A detailed look at the reforms outlined in the Spending Review suggests that closing the inequality gap is not high on the Government’s agenda: the review admittedly went back on plans to cut tax credits, but pushed forward with cuts to universal credits. Furthermore, a 24 per cent real terms reduction in Local Government grant funding, plus cuts to central Department of Health budgets that include millions of pounds' worth of cuts to the public health system, will all hit the poorest the hardest and increase inequality.
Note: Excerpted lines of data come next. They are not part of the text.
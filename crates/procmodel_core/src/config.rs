//! Service configuration.
//!
//! # Responsibility
//! - Provide defaults for every setting.
//! - Load a JSON config file and apply `PMR_*` environment overrides on top.
//!
//! # Invariants
//! - An override is parsed as the type of the field it replaces; a value that
//!   does not parse is rejected instead of silently ignored.
//! - `validate()` runs after every load.

use crate::logging::default_log_level;
use crate::source::retry::RetryPolicy;
use serde::{Deserialize, Serialize};
use serde_json::{Map, Value};
use std::error::Error;
use std::fmt::{Display, Formatter};
use std::path::{Path, PathBuf};
use std::time::Duration;

const ENV_PREFIX: &str = "PMR_";

/// Ordered command log implementation.
#[derive(Debug, Clone, Copy, Default, PartialEq, Eq, Serialize, Deserialize)]
#[serde(rename_all = "lowercase")]
pub enum CommandLogBackend {
    #[default]
    Memory,
    Kafka,
}

/// Complete service configuration.
#[derive(Debug, Clone, PartialEq, Eq, Serialize, Deserialize)]
#[serde(default)]
pub struct ServiceConfig {
    pub log_level: String,
    /// Rotating log files go here; `None` logs to stderr.
    pub log_dir: Option<String>,
    /// SQLite file path; `:memory:` keeps documents in process memory.
    pub database_path: String,
    pub command_log: CommandLogBackend,
    pub kafka_url: String,
    pub group_id: String,
    pub process_topic: String,
    pub memory_log_partitions: usize,
    /// Base URL of the permission authority; empty or `-` selects the
    /// in-process authority.
    pub permissions_url: String,
    pub permissions_admin_token: String,
    pub authority_timeout_secs: u64,
    pub consumer_retry_base_ms: u64,
    pub consumer_retry_window_secs: u64,
    /// `0` disables the cleanup loop.
    pub cleanup_interval_secs: u64,
    pub cleanup_grace_secs: u64,
    pub cleanup_page_size: u64,
    pub run_startup_migration: bool,
    pub debug: bool,
}

impl Default for ServiceConfig {
    fn default() -> Self {
        Self {
            log_level: default_log_level().to_string(),
            log_dir: None,
            database_path: "procmodel.sqlite3".to_string(),
            command_log: CommandLogBackend::Memory,
            kafka_url: "localhost:9092".to_string(),
            group_id: "process-model-repository".to_string(),
            process_topic: "processmodel".to_string(),
            memory_log_partitions: 4,
            permissions_url: "http://localhost:8080".to_string(),
            permissions_admin_token: String::new(),
            authority_timeout_secs: 10,
            consumer_retry_base_ms: 1000,
            consumer_retry_window_secs: 600,
            cleanup_interval_secs: 600,
            cleanup_grace_secs: 60,
            cleanup_page_size: 1000,
            run_startup_migration: false,
            debug: false,
        }
    }
}

pub type ConfigResult<T> = Result<T, ConfigError>;

#[derive(Debug)]
pub enum ConfigError {
    Io {
        path: PathBuf,
        source: std::io::Error,
    },
    Parse(serde_json::Error),
    InvalidOverride {
        variable: String,
        reason: String,
    },
    Invalid(String),
}

impl Display for ConfigError {
    fn fmt(&self, f: &mut Formatter<'_>) -> std::fmt::Result {
        match self {
            Self::Io { path, source } => {
                write!(f, "unable to read config `{}`: {source}", path.display())
            }
            Self::Parse(err) => write!(f, "malformed config: {err}"),
            Self::InvalidOverride { variable, reason } => {
                write!(f, "invalid value in `{variable}`: {reason}")
            }
            Self::Invalid(message) => write!(f, "invalid config: {message}"),
        }
    }
}

impl Error for ConfigError {
    fn source(&self) -> Option<&(dyn Error + 'static)> {
        match self {
            Self::Io { source, .. } => Some(source),
            Self::Parse(err) => Some(err),
            _ => None,
        }
    }
}

impl From<serde_json::Error> for ConfigError {
    fn from(value: serde_json::Error) -> Self {
        Self::Parse(value)
    }
}

impl ServiceConfig {
    /// Loads `path` (or defaults), then applies process environment overrides.
    pub fn load(path: Option<&Path>) -> ConfigResult<Self> {
        let base = match path {
            Some(path) => Self::from_file(path)?,
            None => Self::default(),
        };
        let config = base.with_overrides(|name| std::env::var(name).ok())?;
        config.validate()?;
        Ok(config)
    }

    pub fn from_file(path: &Path) -> ConfigResult<Self> {
        let raw = std::fs::read(path).map_err(|source| ConfigError::Io {
            path: path.to_path_buf(),
            source,
        })?;
        Ok(serde_json::from_slice(&raw)?)
    }

    /// Replaces every field whose `PMR_<FIELD>` variable is set by `lookup`.
    pub fn with_overrides(
        self,
        lookup: impl Fn(&str) -> Option<String>,
    ) -> ConfigResult<Self> {
        let Value::Object(fields) = serde_json::to_value(&self)? else {
            return Err(ConfigError::Invalid("config is not an object".to_string()));
        };
        let mut overridden = Map::new();
        for (field, current) in fields {
            let variable = format!("{ENV_PREFIX}{}", field.to_ascii_uppercase());
            let value = match lookup(&variable) {
                Some(raw) => parse_override(&variable, &current, &raw)?,
                None => current,
            };
            overridden.insert(field, value);
        }
        serde_json::from_value(Value::Object(overridden)).map_err(|err| {
            ConfigError::InvalidOverride {
                variable: format!("{ENV_PREFIX}*"),
                reason: err.to_string(),
            }
        })
    }

    pub fn validate(&self) -> ConfigResult<()> {
        if self.process_topic.trim().is_empty() {
            return Err(ConfigError::Invalid("process_topic cannot be empty".to_string()));
        }
        if self.group_id.trim().is_empty() {
            return Err(ConfigError::Invalid("group_id cannot be empty".to_string()));
        }
        if self.memory_log_partitions == 0 {
            return Err(ConfigError::Invalid(
                "memory_log_partitions must be positive".to_string(),
            ));
        }
        if self.consumer_retry_base_ms == 0 {
            return Err(ConfigError::Invalid(
                "consumer_retry_base_ms must be positive".to_string(),
            ));
        }
        if self.command_log == CommandLogBackend::Kafka && self.kafka_url.trim().is_empty() {
            return Err(ConfigError::Invalid(
                "kafka_url is required for the kafka command log".to_string(),
            ));
        }
        Ok(())
    }

    pub fn retry_policy(&self) -> RetryPolicy {
        RetryPolicy {
            base_unit: Duration::from_millis(self.consumer_retry_base_ms),
            window: Duration::from_secs(self.consumer_retry_window_secs),
        }
    }

    pub fn cleanup_interval(&self) -> Option<Duration> {
        (self.cleanup_interval_secs > 0).then(|| Duration::from_secs(self.cleanup_interval_secs))
    }

    pub fn cleanup_grace(&self) -> Duration {
        Duration::from_secs(self.cleanup_grace_secs)
    }

    pub fn authority_timeout(&self) -> Duration {
        Duration::from_secs(self.authority_timeout_secs)
    }

    /// Whether grants are kept in process instead of a remote authority.
    pub fn uses_local_authority(&self) -> bool {
        matches!(self.permissions_url.trim(), "" | "-")
    }
}

fn parse_override(variable: &str, current: &Value, raw: &str) -> ConfigResult<Value> {
    let invalid = |reason: String| ConfigError::InvalidOverride {
        variable: variable.to_string(),
        reason,
    };
    match current {
        Value::Bool(_) => match raw.trim().to_ascii_lowercase().as_str() {
            "true" | "1" | "yes" => Ok(Value::Bool(true)),
            "false" | "0" | "no" => Ok(Value::Bool(false)),
            other => Err(invalid(format!("expected a boolean, got `{other}`"))),
        },
        Value::Number(_) => raw
            .trim()
            .parse::<u64>()
            .map(Value::from)
            .map_err(|err| invalid(err.to_string())),
        Value::Null if raw.is_empty() => Ok(Value::Null),
        _ => Ok(Value::String(raw.to_string())),
    }
}

#[cfg(test)]
mod tests {
    use super::*;
    use std::collections::HashMap;

    fn lookup(vars: &[(&str, &str)]) -> impl Fn(&str) -> Option<String> {
        let vars: HashMap<String, String> = vars
            .iter()
            .map(|(key, value)| (key.to_string(), value.to_string()))
            .collect();
        move |name| vars.get(name).cloned()
    }

    #[test]
    fn defaults_are_valid() {
        let config = ServiceConfig::default();
        config.validate().unwrap();
        assert_eq!(config.cleanup_interval(), Some(Duration::from_secs(600)));
        assert_eq!(config.retry_policy(), RetryPolicy::default());
    }

    #[test]
    fn overrides_follow_field_types() {
        let config = ServiceConfig::default()
            .with_overrides(lookup(&[
                ("PMR_DEBUG", "true"),
                ("PMR_CLEANUP_INTERVAL_SECS", "0"),
                ("PMR_COMMAND_LOG", "kafka"),
                ("PMR_LOG_DIR", "/var/log/procmodel"),
            ]))
            .unwrap();
        assert!(config.debug);
        assert_eq!(config.cleanup_interval(), None);
        assert_eq!(config.command_log, CommandLogBackend::Kafka);
        assert_eq!(config.log_dir.as_deref(), Some("/var/log/procmodel"));
    }

    #[test]
    fn malformed_overrides_are_rejected() {
        let err = ServiceConfig::default()
            .with_overrides(lookup(&[("PMR_CLEANUP_GRACE_SECS", "soon")]))
            .unwrap_err();
        assert!(matches!(err, ConfigError::InvalidOverride { ref variable, .. } if variable == "PMR_CLEANUP_GRACE_SECS"));

        let err = ServiceConfig::default()
            .with_overrides(lookup(&[("PMR_COMMAND_LOG", "carrier-pigeon")]))
            .unwrap_err();
        assert!(matches!(err, ConfigError::InvalidOverride { .. }));
    }

    #[test]
    fn partial_file_keeps_defaults() {
        let dir = tempfile::tempdir().unwrap();
        let path = dir.path().join("config.json");
        std::fs::write(&path, br#"{"process_topic":"models","debug":true}"#).unwrap();
        let config = ServiceConfig::from_file(&path).unwrap();
        assert_eq!(config.process_topic, "models");
        assert!(config.debug);
        assert_eq!(config.group_id, ServiceConfig::default().group_id);
    }
}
Since 2010, the poorest communities have suffered the consequences of the financial crisis, with reductions in the value of welfare benefits, restrictions on entitlements to support, the introduction of the bedroom tax, and rising costs of food and fuel. The Resolution Foundation analysis of the Spending Review shows that by 2020, the mean income for the bottom half of the population will have reduced, with the lowest quintile becoming about £1,000 worse off each year (5 per cent of their annual income). The same analysis calculated no change for the richer half of the population. 

Local authorities on an uneven footing 

Furthermore, cuts to the public sector over the last five years continue to disproportionately affect local authorities (LAs), particularly those with more deprived communities. From 2010/11 to 2014/15 the additional funding given to LAs serving more deprived populations has reduced from 45 per cent to just 17 per cent extra per head of population.
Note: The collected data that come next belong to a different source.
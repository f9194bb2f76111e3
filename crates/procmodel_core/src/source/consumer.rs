//! Sequential fetch → apply → commit loop for one (topic, group).
//!
//! # Responsibility
//! - Drive a [`RecordHandler`] over every record of a topic.
//! - Commit read positions only after a successful apply.
//! - Escalate unrecoverable failures through the injected fatal handler.
//!
//! # Invariants
//! - At most one record is in flight per consumer.
//! - A record whose handling never succeeded is never committed past.
//! - The fatal handler runs at most once per consumer, after which the task stops.
//! - Shutdown lets an in-flight handler call finish; a pending backoff sleep is
//!   abandoned without commit.

use crate::lifecycle::ShutdownSignal;
use crate::source::listener::{HandlerError, Listener, RecordHandler};
use crate::source::log::{CommandLog, LogError, LogRecord};
use crate::source::retry::{retry, RetryOutcome, RetryPolicy};
use log::{debug, error, info, warn};
use std::fmt::{Display, Formatter};
use std::sync::Arc;
use tokio::task::JoinHandle;

/// Escalation hook for failures the consumer cannot recover from.
pub type FatalHandler = Arc<dyn Fn(&ConsumerFailure) + Send + Sync>;

/// Unrecoverable consumer failure handed to the fatal handler.
#[derive(Debug)]
pub enum ConsumerFailure {
    Subscribe {
        topic: String,
        error: LogError,
    },
    Fetch {
        topic: String,
        error: LogError,
    },
    Handler {
        topic: String,
        partition: i32,
        offset: i64,
        attempts: u32,
        error: HandlerError,
    },
}

impl Display for ConsumerFailure {
    fn fmt(&self, f: &mut Formatter<'_>) -> std::fmt::Result {
        match self {
            Self::Subscribe { topic, error } => {
                write!(f, "unable to subscribe to `{topic}`: {error}")
            }
            Self::Fetch { topic, error } => write!(f, "unable to fetch from `{topic}`: {error}"),
            Self::Handler {
                topic,
                partition,
                offset,
                attempts,
                error,
            } => write!(
                f,
                "giving up on `{topic}` partition {partition} offset {offset} after {attempts} attempts: {error}"
            ),
        }
    }
}

/// Terminal state of a consumer task.
#[derive(Debug, Clone, Copy, PartialEq, Eq)]
pub enum ConsumerExit {
    /// Shutdown was requested.
    Closed,
    /// The log reported closure.
    LogClosed,
    /// The fatal handler was invoked.
    Fatal,
}

/// One consumer bound to a (topic, group) pair.
pub struct CommandConsumer {
    topic: String,
    group_id: String,
    handler: Arc<dyn RecordHandler>,
    policy: RetryPolicy,
    fatal: FatalHandler,
    debug: bool,
}

impl CommandConsumer {
    pub fn new(
        listener: Listener,
        group_id: impl Into<String>,
        policy: RetryPolicy,
        fatal: FatalHandler,
    ) -> Self {
        Self {
            topic: listener.topic,
            group_id: group_id.into(),
            handler: listener.handler,
            policy,
            fatal,
            debug: false,
        }
    }

    /// Logs every fetched record at debug level.
    pub fn with_debug(mut self, debug: bool) -> Self {
        self.debug = debug;
        self
    }

    pub fn spawn(
        self,
        log: Arc<dyn CommandLog>,
        shutdown: ShutdownSignal,
    ) -> JoinHandle<ConsumerExit> {
        tokio::spawn(self.run(log, shutdown))
    }

    pub async fn run(self, log: Arc<dyn CommandLog>, mut shutdown: ShutdownSignal) -> ConsumerExit {
        let mut reader = match log.subscribe(&self.group_id, &self.topic).await {
            Ok(reader) => reader,
            Err(error) => {
                return self.escalate(ConsumerFailure::Subscribe {
                    topic: self.topic.clone(),
                    error,
                })
            }
        };
        info!(
            "event=consumer_start module=source status=ok topic={} group={}",
            self.topic, self.group_id
        );

        loop {
            let fetched = tokio::select! {
                biased;
                _ = shutdown.requested() => return self.stopped(ConsumerExit::Closed),
                fetched = reader.fetch() => fetched,
            };
            let record = match fetched {
                Ok(Some(record)) => record,
                Ok(None) => return self.stopped(ConsumerExit::LogClosed),
                Err(error) => {
                    return self.escalate(ConsumerFailure::Fetch {
                        topic: self.topic.clone(),
                        error,
                    })
                }
            };
            if self.debug {
                debug!(
                    "event=record_fetch module=source status=ok topic={} partition={} offset={} key={}",
                    record.topic,
                    record.partition,
                    record.offset,
                    record.key_str()
                );
            }

            let handler = &self.handler;
            let value = record.value.as_slice();
            match retry(&self.policy, &mut shutdown, || handler.handle(value)).await {
                RetryOutcome::Succeeded { .. } => {
                    if let Err(err) = reader.commit(&record).await {
                        // Redelivery of an applied record is harmless.
                        error!(
                            "event=record_commit module=source status=error topic={} partition={} offset={} error={}",
                            record.topic, record.partition, record.offset, err
                        );
                    }
                }
                RetryOutcome::Interrupted { last_error, .. } => {
                    warn!(
                        "event=record_abandon module=source status=error topic={} partition={} offset={} error={}",
                        record.topic, record.partition, record.offset, last_error
                    );
                    return self.stopped(ConsumerExit::Closed);
                }
                RetryOutcome::Exhausted {
                    attempts,
                    last_error,
                } => {
                    return self.escalate(handler_failure(&record, attempts, last_error));
                }
            }
        }
    }

    fn escalate(&self, failure: ConsumerFailure) -> ConsumerExit {
        error!(
            "event=consumer_fatal module=source status=error topic={} group={} error={}",
            self.topic, self.group_id, failure
        );
        (self.fatal)(&failure);
        ConsumerExit::Fatal
    }

    fn stopped(&self, exit: ConsumerExit) -> ConsumerExit {
        info!(
            "event=consumer_stop module=source status=ok topic={} group={} exit={:?}",
            self.topic, self.group_id, exit
        );
        exit
    }
}

fn handler_failure(record: &LogRecord, attempts: u32, error: HandlerError) -> ConsumerFailure {
    ConsumerFailure::Handler {
        topic: record.topic.clone(),
        partition: record.partition,
        offset: record.offset,
        attempts,
        error,
    }
}
//! Play-session management for the word-trace game.
//!
//! This crate ties the core pieces together the way an interactive front end
//! needs them: a [`GameSession`] owns the board entries, the bonus-cell
//! selection, and the dictionary's readiness state, and exposes a
//! [`solve`](GameSession::solve) operation that refuses to run until the
//! dictionary is fully built.
//!
//! Dictionary acquisition itself (a download, a file read) is an external
//! collaborator; it reports back through
//! [`install_dictionary`](GameSession::install_dictionary) or
//! [`dictionary_failed`](GameSession::dictionary_failed), and the session
//! never searches against a partial or absent lexicon.
//!
//! # Examples
//!
//! ```
//! use letterlace_core::Lexicon;
//! use letterlace_game::{GameError, GameSession};
//!
//! let mut session = GameSession::new(3);
//! for (index, letter) in ["C", "A", "T"].into_iter().enumerate() {
//!     session.set_entry(index, letter)?;
//! }
//!
//! // Solving before the dictionary arrives is a precondition violation
//! assert_eq!(session.solve().unwrap_err(), GameError::DictionaryNotReady);
//!
//! session.install_dictionary(Lexicon::build(["cat"]));
//! let outcome = session.solve()?;
//! assert_eq!(outcome.words()[0].word, "CAT");
//! assert_eq!(outcome.words()[0].score, 1);
//! # Ok::<(), letterlace_game::GameError>(())
//! ```

mod dictionary;
mod session;

pub use self::{
    dictionary::DictionaryState,
    session::{GameError, GameSession, ScoredWord, SolveOutcome},
};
As a result, there is now little difference between the per capita expenditure in the most deprived and least deprived areas, even though deprived populations have greater needs for services. A recent publication by the Joseph Rowntree Foundation explains how LA resilience to the cuts is under strain and that LAs are now being forced to cut frontline services.

Despite authorities' efforts to protect services for the poorest, cuts are contributing to rising levels of inequality. The policies outlined in the Spending Review giving LAs power to raise funds  like retaining business rate taxes and increasing council tax by 2 per cent  will again benefit well-off areas the most, thereby further driving up inequality.
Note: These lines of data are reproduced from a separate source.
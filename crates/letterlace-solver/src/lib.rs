//! Word search over a letter grid.
//!
//! This crate hosts the search engine and everything downstream of it: the
//! prefix-pruned depth-first traversal ([`PathSearch`]), word scoring
//! ([`score`]), and per-word result aggregation ([`WordResults`]).
//!
//! The data flow is: a validated [`LetterGrid`] and a [`Lexicon`] go into
//! [`PathSearch`], which emits raw [`FoundWord`] candidates (one per distinct
//! path that spells a word); [`WordResults`] deduplicates them per word,
//! preferring bonus-using paths; the sorted view plus each entry's score is
//! what a presentation layer consumes.
//!
//! [`LetterGrid`]: letterlace_core::LetterGrid
//! [`Lexicon`]: letterlace_core::Lexicon
//!
//! # Examples
//!
//! ```
//! use letterlace_core::{Lexicon, LetterGrid};
//! use letterlace_solver::{PathSearch, WordResults};
//!
//! let grid: LetterGrid = "CAT XXX XXX".parse()?;
//! let lexicon = Lexicon::build(["cat"]);
//!
//! let results: WordResults = PathSearch::new(&grid, &lexicon).run().into_iter().collect();
//! let view = results.sorted_view();
//!
//! assert_eq!(view.len(), 1);
//! assert_eq!(view[0].word(), "CAT");
//! assert_eq!(view[0].score(), 1);
//! # Ok::<(), letterlace_core::GridParseError>(())
//! ```

pub mod testing;

mod results;
mod score;
mod search;

pub use self::{
    results::{FoundWord, WordResults},
    score::{BONUS_POINTS, score},
    search::PathSearch,
};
And there is a social justice case to be made for tackling inequalities over and above these economic arguments. Modelling in the report 'Inequalities in life and death: what if Britain were more equal?' showed that even a modest redistribution of wealth back to levels that existed in the 1980s would reduce premature mortality by 37 per cent. Widening inequalities are not inevitable. A review of historical data has shown that, from the 1930s to the 1970s, social inequalities in mortality declined as the welfare state expanded.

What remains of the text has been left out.